Task item
Could you please return each line of the data that has the word "entry"?

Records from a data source
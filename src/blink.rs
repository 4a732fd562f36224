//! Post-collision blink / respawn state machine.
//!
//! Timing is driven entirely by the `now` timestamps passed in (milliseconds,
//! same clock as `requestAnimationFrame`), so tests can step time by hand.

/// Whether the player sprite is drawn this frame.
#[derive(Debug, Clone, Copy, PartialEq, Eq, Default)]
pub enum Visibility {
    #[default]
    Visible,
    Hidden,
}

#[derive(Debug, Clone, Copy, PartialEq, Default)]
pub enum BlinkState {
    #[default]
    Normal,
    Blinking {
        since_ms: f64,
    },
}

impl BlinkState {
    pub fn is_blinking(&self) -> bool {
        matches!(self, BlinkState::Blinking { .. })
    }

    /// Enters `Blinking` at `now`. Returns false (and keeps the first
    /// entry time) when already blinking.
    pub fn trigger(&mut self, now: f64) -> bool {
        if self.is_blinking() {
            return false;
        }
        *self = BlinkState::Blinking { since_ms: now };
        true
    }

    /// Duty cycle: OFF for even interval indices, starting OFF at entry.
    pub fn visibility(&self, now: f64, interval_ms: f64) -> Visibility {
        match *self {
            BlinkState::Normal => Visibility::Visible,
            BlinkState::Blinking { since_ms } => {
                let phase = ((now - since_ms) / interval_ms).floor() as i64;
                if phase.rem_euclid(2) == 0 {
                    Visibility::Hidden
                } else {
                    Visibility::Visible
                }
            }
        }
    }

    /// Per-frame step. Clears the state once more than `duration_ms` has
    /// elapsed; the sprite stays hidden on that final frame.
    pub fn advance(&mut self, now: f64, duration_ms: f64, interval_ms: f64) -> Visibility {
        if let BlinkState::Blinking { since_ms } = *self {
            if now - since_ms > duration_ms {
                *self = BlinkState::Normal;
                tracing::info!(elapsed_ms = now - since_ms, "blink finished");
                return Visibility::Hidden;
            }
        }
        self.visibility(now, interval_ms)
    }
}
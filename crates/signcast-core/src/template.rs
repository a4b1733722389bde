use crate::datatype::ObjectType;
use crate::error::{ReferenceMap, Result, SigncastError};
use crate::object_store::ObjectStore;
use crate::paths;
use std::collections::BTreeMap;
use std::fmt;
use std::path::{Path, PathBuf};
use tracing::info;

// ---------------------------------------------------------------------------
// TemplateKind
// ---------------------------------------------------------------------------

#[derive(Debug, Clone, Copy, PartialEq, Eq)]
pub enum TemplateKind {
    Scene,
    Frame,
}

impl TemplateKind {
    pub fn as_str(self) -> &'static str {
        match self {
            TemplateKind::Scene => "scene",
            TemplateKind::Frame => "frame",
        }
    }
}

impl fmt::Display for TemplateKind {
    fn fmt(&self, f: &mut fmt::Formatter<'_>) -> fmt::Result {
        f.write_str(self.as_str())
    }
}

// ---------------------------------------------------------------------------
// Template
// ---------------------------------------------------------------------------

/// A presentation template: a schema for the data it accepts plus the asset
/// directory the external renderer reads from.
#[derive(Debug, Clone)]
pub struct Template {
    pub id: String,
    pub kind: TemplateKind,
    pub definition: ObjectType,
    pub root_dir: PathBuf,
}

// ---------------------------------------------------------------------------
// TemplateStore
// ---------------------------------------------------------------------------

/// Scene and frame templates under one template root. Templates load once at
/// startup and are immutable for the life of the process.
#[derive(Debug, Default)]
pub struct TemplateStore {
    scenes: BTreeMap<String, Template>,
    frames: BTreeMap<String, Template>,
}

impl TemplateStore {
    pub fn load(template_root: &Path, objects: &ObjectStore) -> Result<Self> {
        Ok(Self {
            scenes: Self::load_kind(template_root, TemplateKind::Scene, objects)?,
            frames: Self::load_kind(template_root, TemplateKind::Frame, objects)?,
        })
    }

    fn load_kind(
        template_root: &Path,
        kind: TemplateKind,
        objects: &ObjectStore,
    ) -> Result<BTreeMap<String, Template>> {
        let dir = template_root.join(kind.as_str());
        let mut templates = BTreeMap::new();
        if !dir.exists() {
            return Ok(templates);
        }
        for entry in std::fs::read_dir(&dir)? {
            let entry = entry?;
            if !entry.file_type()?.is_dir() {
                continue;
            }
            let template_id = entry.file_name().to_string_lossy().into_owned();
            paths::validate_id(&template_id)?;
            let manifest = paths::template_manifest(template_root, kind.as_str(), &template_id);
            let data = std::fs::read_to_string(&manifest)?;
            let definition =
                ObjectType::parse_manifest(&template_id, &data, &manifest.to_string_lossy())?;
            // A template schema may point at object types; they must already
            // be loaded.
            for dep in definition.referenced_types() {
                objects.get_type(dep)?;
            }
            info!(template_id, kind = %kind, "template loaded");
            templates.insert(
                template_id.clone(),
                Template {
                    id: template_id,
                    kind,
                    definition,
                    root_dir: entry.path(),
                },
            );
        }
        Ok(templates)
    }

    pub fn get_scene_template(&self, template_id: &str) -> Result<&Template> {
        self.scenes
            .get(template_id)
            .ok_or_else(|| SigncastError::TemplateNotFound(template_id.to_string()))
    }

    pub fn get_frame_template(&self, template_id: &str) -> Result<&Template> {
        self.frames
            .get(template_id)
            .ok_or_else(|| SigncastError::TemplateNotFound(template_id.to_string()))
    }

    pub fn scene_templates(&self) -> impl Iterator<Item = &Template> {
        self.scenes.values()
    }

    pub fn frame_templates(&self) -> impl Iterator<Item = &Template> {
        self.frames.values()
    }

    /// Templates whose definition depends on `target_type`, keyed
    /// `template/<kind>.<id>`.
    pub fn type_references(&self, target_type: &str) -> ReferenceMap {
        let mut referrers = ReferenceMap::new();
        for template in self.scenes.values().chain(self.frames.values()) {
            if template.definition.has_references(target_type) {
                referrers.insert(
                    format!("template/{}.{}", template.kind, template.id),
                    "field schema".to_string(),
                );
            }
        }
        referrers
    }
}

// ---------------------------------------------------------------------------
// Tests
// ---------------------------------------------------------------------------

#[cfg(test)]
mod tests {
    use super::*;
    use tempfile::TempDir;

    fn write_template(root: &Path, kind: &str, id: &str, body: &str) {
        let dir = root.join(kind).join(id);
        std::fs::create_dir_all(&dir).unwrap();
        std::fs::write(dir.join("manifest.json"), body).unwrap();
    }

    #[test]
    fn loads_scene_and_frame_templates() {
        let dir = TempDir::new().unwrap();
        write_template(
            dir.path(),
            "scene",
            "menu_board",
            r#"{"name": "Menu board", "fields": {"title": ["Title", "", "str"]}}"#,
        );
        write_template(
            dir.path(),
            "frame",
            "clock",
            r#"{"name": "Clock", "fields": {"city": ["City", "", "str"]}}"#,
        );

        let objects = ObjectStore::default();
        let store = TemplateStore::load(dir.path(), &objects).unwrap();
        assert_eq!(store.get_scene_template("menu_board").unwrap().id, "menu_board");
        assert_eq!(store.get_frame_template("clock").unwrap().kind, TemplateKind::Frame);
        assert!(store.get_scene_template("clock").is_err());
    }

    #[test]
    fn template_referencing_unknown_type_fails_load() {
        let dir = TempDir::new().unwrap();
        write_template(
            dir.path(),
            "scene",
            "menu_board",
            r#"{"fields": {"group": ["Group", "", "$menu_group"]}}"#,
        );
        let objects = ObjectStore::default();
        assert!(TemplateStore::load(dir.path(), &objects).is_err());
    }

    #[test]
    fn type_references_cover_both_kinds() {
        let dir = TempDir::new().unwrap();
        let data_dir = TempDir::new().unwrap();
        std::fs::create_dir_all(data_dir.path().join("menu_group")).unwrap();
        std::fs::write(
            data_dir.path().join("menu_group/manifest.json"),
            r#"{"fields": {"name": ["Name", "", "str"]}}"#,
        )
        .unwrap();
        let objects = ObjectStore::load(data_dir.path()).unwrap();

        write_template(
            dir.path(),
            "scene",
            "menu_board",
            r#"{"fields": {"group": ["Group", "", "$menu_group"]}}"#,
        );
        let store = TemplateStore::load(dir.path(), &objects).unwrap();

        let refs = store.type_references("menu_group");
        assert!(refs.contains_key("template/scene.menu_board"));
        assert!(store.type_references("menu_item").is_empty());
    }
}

Task solution
    /// entry time) when already blinking.
    /// Duty cycle: OFF for even interval indices, starting OFF at entry.
        for entry in std::fs::read_dir(&dir)? {
            let entry = entry?;
            if !entry.file_type()?.is_dir() {
            let template_id = entry.file_name().to_string_lossy().into_owned();
                    root_dir: entry.path(),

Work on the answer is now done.